Итак, выдвигающиеся войска Суворов описал начальству как каре. Войско, по его словам, включало авангард (2 роты гренадер стрелки), «каре из четырех мушкетерских рот при господине полковнике Батурине», «второй каре из четырех же Астраханского пехотного полку рот и двухсот нынешних рекрут Копорского пехотного полка при господине секунд-майоре графе Мелине», «третий каре Астраханского карабинерного полку спешенных триста двадцать карабинер с пехотными ружьями со штыками при… полковнике князе Мещерском», наконец, фланговый отряд казаков и арнаутов и небольшой резерв. Суворов уточняет, что «выйдя на вражеский берег, сделал колонны в шесть рядов». Войска на вражескую стрельбу «отвечали храброй молчаливостью и, тотчас пристав к берегу и построясь в колонны, вступили в поход и шли до самой крутизны горы».

Как всегда, позиции и силы врага были заранее тщательно разведаны. Авангард майора Ребока в колонне, с россыпью егерей, сбил врага с горы, но оба «каре» подошли и… построились на хребте в каре. Ребок с двумя гренадерскими, тремя мушкетерскими ротами и 49-ю стрелками в жесточайшем бою взял турецкий лагерь атакой в штыки, не названным строем. Вероятно, он действовал в колонне. Суворов пишет, что, когда лагерь был занят основными силами, «майор Ребок своей командой построил колонну в шесть рядов» и двинулся дальше. Пехотные части образовали один каре с резервом в середине, а спешенная кавалерия — второй каре.

Суворов был с этими построившимися в каре войсками, вероятно, он сам, по обстановке, дал привычную команду строиться в каре, когда единая колонна не сработала и войска завязли в противнике.

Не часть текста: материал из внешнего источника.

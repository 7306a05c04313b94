//! Snapshot recomputation.

use super::types::DashboardSnapshot;
use crate::filter::{FilterSelection, apply_filters};
use crate::tables::Dataset;
use crate::views::ViewService;

/// Computes dashboard snapshots from the read-only dataset.
pub struct DashboardService;

impl DashboardService {
    /// Applies the selection to each filterable table and rebuilds the three
    /// views.
    ///
    /// Each table honors only the predicates for attributes it carries:
    /// sales see date/category/region/segment, receivables see date/region,
    /// inventory sees category/center. The clients, products, and imports
    /// tables are never filtered.
    #[must_use]
    pub fn snapshot(dataset: &Dataset, selection: &FilterSelection) -> DashboardSnapshot {
        let sales = apply_filters(&dataset.sales, selection);
        let receivables = apply_filters(&dataset.receivables, selection);
        let inventory = apply_filters(&dataset.inventory, selection);

        DashboardSnapshot {
            selection: selection.clone(),
            managerial: ViewService::managerial(&sales, &receivables, &dataset.clients),
            commercial: ViewService::commercial(&sales),
            operational: ViewService::operational(&inventory, &receivables),
        }
    }
}
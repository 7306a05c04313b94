//! CSV ingestion layer for the Andina dashboard.
//!
//! Loads the six exported tables into the core [`Dataset`]. A malformed row
//! is skipped and logged; an unreadable file aborts the load. The dataset is
//! built once and returned as an immutable value, so a reload replaces the
//! whole structure atomically.
//!
//! [`Dataset`]: andina_core::tables::Dataset

pub mod error;
pub mod loader;
pub mod rows;

pub use error::LoadError;
pub use loader::load_dataset;
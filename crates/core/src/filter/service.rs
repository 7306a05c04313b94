//! The row-filtering pipeline.

use chrono::NaiveDate;

use super::types::FilterSelection;
use crate::tables::types::{InventoryRecord, ReceivableRecord, SaleRecord};

/// Exposes the filterable attributes a record carries.
///
/// Every accessor defaults to `None`; a table implements only the accessors
/// for attributes it actually has, and the pipeline skips the predicates for
/// the rest. Sales expose date/category/region/segment, receivables expose
/// date/region, inventory exposes category/center.
pub trait Filterable {
    /// Date the range filter applies to.
    fn date(&self) -> Option<NaiveDate> {
        None
    }

    /// Product category.
    fn category(&self) -> Option<&str> {
        None
    }

    /// Sales region.
    fn region(&self) -> Option<&str> {
        None
    }

    /// Client segment.
    fn segment(&self) -> Option<&str> {
        None
    }

    /// Logistics center.
    fn center(&self) -> Option<&str> {
        None
    }
}

impl Filterable for SaleRecord {
    fn date(&self) -> Option<NaiveDate> {
        Some(self.date)
    }

    fn category(&self) -> Option<&str> {
        Some(&self.category)
    }

    fn region(&self) -> Option<&str> {
        Some(&self.region)
    }

    fn segment(&self) -> Option<&str> {
        Some(&self.segment)
    }
}

impl Filterable for ReceivableRecord {
    fn date(&self) -> Option<NaiveDate> {
        Some(self.invoice_date)
    }

    fn region(&self) -> Option<&str> {
        Some(&self.region)
    }
}

impl Filterable for InventoryRecord {
    fn category(&self) -> Option<&str> {
        Some(&self.category)
    }

    fn center(&self) -> Option<&str> {
        Some(&self.center)
    }
}

/// Narrows a table to the rows matching the selection.
///
/// A row is included iff its date (when the table has one) falls within the
/// inclusive range, AND for every non-empty dimension set the row's
/// corresponding attribute (when the table has it) is a member. Input order
/// is preserved and no row is ever fabricated, so the result is always a
/// subset of the input and re-filtering it with the same selection is a
/// no-op.
#[must_use]
pub fn apply_filters<T: Filterable + Clone>(rows: &[T], selection: &FilterSelection) -> Vec<T> {
    rows.iter()
        .filter(|row| matches(*row, selection))
        .cloned()
        .collect()
}

fn matches<T: Filterable>(row: &T, selection: &FilterSelection) -> bool {
    if let Some(date) = row.date()
        && !selection.date_range.contains(date)
    {
        return false;
    }

    dimension_allows(&selection.categories, row.category())
        && dimension_allows(&selection.regions, row.region())
        && dimension_allows(&selection.segments, row.segment())
        && dimension_allows(&selection.centers, row.center())
}

/// A dimension predicate passes when unrestricted, when the table lacks the
/// attribute, or when the row's value is among the allowed ones.
fn dimension_allows(allowed: &[String], value: Option<&str>) -> bool {
    if allowed.is_empty() {
        return true;
    }
    match value {
        None => true,
        Some(v) => allowed.iter().any(|a| a == v),
    }
}
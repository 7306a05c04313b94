//! Andina dashboard snapshot tool
//!
//! Loads the six CSV tables, computes the three dashboard views for the full
//! date range with no dimension restrictions, and prints the snapshot as
//! JSON. Rendering layers consume the same structures through the library
//! crates.

use anyhow::Context;
use tracing::info;
use tracing_subscriber::{layer::SubscriberExt, util::SubscriberInitExt};

use andina_core::dashboard::DashboardService;
use andina_core::filter::FilterSelection;
use andina_data::load_dataset;
use andina_shared::AppConfig;

fn main() -> anyhow::Result<()> {
    // Load environment variables from .env file
    dotenvy::dotenv().ok();

    // Initialize tracing
    tracing_subscriber::registry()
        .with(
            tracing_subscriber::EnvFilter::try_from_default_env()
                .unwrap_or_else(|_| "andina=info".into()),
        )
        .with(tracing_subscriber::fmt::layer())
        .init();

    // Load configuration
    let config = AppConfig::load().context("Failed to load configuration")?;

    // Load the dataset once; it stays read-only from here on
    let dataset = load_dataset(&config.data)?;

    let bounds = dataset
        .date_bounds()
        .context("sales table has no rows, nothing to render")?;
    info!(
        categories = dataset.categories().len(),
        regions = dataset.regions().len(),
        segments = dataset.segments().len(),
        centers = dataset.centers().len(),
        "filter options ready"
    );

    let selection = FilterSelection::new(bounds);
    let snapshot = DashboardService::snapshot(&dataset, &selection);

    println!("{}", serde_json::to_string_pretty(&snapshot)?);

    Ok(())
}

В последующих документах его понимание высоких боевых свойств колонны будет связано с необходимостью использовать сочетание всех эффективных видов построения: колонны, каре и линии, — в зависимости от ситуации (местности, характера и активности противника и т.п.). Превосходство суворовской концепции над французской системой, сделавшей колонну главной ударной силой вследствие плохой обученности революционных войск, вытекало из того факта, что его солдаты «в тонкость» понимали все боевые построения и могли по знакомым командам мгновенно менять строй на более полезный здесь и сейчас.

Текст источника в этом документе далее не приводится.